▸ REQUIRED ACTION: Return all the lines below, exactly as they read.

[DATASET EXCERPTS]

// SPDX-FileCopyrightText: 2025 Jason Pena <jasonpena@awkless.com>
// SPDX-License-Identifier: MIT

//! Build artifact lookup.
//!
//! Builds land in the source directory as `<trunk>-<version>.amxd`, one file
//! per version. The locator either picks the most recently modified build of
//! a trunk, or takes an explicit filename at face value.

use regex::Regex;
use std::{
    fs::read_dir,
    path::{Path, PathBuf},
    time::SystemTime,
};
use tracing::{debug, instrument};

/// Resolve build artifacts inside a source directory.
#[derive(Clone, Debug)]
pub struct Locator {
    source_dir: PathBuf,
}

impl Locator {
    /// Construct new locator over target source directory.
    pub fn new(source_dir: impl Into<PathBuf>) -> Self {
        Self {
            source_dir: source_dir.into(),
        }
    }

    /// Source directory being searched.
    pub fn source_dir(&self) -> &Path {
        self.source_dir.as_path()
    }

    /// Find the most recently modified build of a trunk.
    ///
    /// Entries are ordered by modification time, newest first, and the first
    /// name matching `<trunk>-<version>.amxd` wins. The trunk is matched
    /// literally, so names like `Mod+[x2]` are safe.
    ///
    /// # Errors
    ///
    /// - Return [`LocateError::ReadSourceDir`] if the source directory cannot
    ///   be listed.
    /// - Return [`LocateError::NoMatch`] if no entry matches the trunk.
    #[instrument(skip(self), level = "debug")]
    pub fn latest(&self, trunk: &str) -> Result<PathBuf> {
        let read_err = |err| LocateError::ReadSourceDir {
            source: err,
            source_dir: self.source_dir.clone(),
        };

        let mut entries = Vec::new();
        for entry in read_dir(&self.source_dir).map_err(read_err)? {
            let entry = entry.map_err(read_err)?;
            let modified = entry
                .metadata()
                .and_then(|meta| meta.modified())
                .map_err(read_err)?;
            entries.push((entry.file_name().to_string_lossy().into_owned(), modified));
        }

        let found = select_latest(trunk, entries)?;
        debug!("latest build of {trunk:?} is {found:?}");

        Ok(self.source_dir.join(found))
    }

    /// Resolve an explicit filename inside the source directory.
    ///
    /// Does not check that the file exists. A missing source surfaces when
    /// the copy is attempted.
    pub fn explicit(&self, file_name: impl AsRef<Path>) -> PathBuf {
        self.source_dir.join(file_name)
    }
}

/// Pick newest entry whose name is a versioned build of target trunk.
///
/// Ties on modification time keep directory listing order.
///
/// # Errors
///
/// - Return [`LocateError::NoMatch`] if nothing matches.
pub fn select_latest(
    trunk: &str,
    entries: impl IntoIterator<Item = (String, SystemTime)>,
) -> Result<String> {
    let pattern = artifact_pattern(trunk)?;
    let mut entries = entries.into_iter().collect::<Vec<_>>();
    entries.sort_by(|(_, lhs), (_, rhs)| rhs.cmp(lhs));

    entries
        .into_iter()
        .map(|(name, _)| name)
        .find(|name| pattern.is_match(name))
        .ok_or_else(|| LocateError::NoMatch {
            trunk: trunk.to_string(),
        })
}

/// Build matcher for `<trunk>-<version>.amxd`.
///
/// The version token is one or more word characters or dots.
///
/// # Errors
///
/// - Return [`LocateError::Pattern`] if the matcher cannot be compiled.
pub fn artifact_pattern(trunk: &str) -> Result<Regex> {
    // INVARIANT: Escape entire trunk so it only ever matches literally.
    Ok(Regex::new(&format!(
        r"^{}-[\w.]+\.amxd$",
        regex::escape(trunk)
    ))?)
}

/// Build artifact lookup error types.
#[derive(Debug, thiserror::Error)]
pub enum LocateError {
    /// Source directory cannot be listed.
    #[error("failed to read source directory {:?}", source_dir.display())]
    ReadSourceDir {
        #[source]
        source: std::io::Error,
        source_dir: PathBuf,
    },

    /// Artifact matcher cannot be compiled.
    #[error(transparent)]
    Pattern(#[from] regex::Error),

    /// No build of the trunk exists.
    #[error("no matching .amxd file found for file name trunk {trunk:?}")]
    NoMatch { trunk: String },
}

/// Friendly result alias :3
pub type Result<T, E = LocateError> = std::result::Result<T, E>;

[/DATASET EXCERPTS]

▸ ANSWER TO THIS PROBLEM:
// SPDX-FileCopyrightText: 2025 Jason Pena <jasonpena@awkless.com>
// SPDX-License-Identifier: MIT

//! Build artifact lookup.
//!
//! Builds land in the source directory as `<trunk>-<version>.amxd`, one file
//! per version. The locator either picks the most recently modified build of
//! a trunk, or takes an explicit filename at face value.

use regex::Regex;
use std::{
    fs::read_dir,
    path::{Path, PathBuf},
    time::SystemTime,
};
use tracing::{debug, instrument};

/// Resolve build artifacts inside a source directory.
#[derive(Clone, Debug)]
pub struct Locator {
    source_dir: PathBuf,
}

impl Locator {
    /// Construct new locator over target source directory.
    pub fn new(source_dir: impl Into<PathBuf>) -> Self {
        Self {
            source_dir: source_dir.into(),
        }
    }

    /// Source directory being searched.
    pub fn source_dir(&self) -> &Path {
        self.source_dir.as_path()
    }

    /// Find the most recently modified build of a trunk.
    ///
    /// Entries are ordered by modification time, newest first, and the first
    /// name matching `<trunk>-<version>.amxd` wins. The trunk is matched
    /// literally, so names like `Mod+[x2]` are safe.
    ///
    /// # Errors
    ///
    /// - Return [`LocateError::ReadSourceDir`] if the source directory cannot
    ///   be listed.
    /// - Return [`LocateError::NoMatch`] if no entry matches the trunk.
    #[instrument(skip(self), level = "debug")]
    pub fn latest(&self, trunk: &str) -> Result<PathBuf> {
        let read_err = |err| LocateError::ReadSourceDir {
            source: err,
            source_dir: self.source_dir.clone(),
        };

        let mut entries = Vec::new();
        for entry in read_dir(&self.source_dir).map_err(read_err)? {
            let entry = entry.map_err(read_err)?;
            let modified = entry
                .metadata()
                .and_then(|meta| meta.modified())
                .map_err(read_err)?;
            entries.push((entry.file_name().to_string_lossy().into_owned(), modified));
        }

        let found = select_latest(trunk, entries)?;
        debug!("latest build of {trunk:?} is {found:?}");

        Ok(self.source_dir.join(found))
    }

    /// Resolve an explicit filename inside the source directory.
    ///
    /// Does not check that the file exists. A missing source surfaces when
    /// the copy is attempted.
    pub fn explicit(&self, file_name: impl AsRef<Path>) -> PathBuf {
        self.source_dir.join(file_name)
    }
}

/// Pick newest entry whose name is a versioned build of target trunk.
///
/// Ties on modification time keep directory listing order.
///
/// # Errors
///
/// - Return [`LocateError::NoMatch`] if nothing matches.
pub fn select_latest(
    trunk: &str,
    entries: impl IntoIterator<Item = (String, SystemTime)>,
) -> Result<String> {
    let pattern = artifact_pattern(trunk)?;
    let mut entries = entries.into_iter().collect::<Vec<_>>();
    entries.sort_by(|(_, lhs), (_, rhs)| rhs.cmp(lhs));

    entries
        .into_iter()
        .map(|(name, _)| name)
        .find(|name| pattern.is_match(name))
        .ok_or_else(|| LocateError::NoMatch {
            trunk: trunk.to_string(),
        })
}

/// Build matcher for `<trunk>-<version>.amxd`.
///
/// The version token is one or more word characters or dots.
///
/// # Errors
///
/// - Return [`LocateError::Pattern`] if the matcher cannot be compiled.
pub fn artifact_pattern(trunk: &str) -> Result<Regex> {
    // INVARIANT: Escape entire trunk so it only ever matches literally.
    Ok(Regex::new(&format!(
        r"^{}-[\w.]+\.amxd$",
        regex::escape(trunk)
    ))?)
}

/// Build artifact lookup error types.
#[derive(Debug, thiserror::Error)]
pub enum LocateError {
    /// Source directory cannot be listed.
    #[error("failed to read source directory {:?}", source_dir.display())]
    ReadSourceDir {
        #[source]
        source: std::io::Error,
        source_dir: PathBuf,
    },

    /// Artifact matcher cannot be compiled.
    #[error(transparent)]
    Pattern(#[from] regex::Error),

    /// No build of the trunk exists.
    #[error("no matching .amxd file found for file name trunk {trunk:?}")]
    NoMatch { trunk: String },
}

/// Friendly result alias :3
pub type Result<T, E = LocateError> = std::result::Result<T, E>;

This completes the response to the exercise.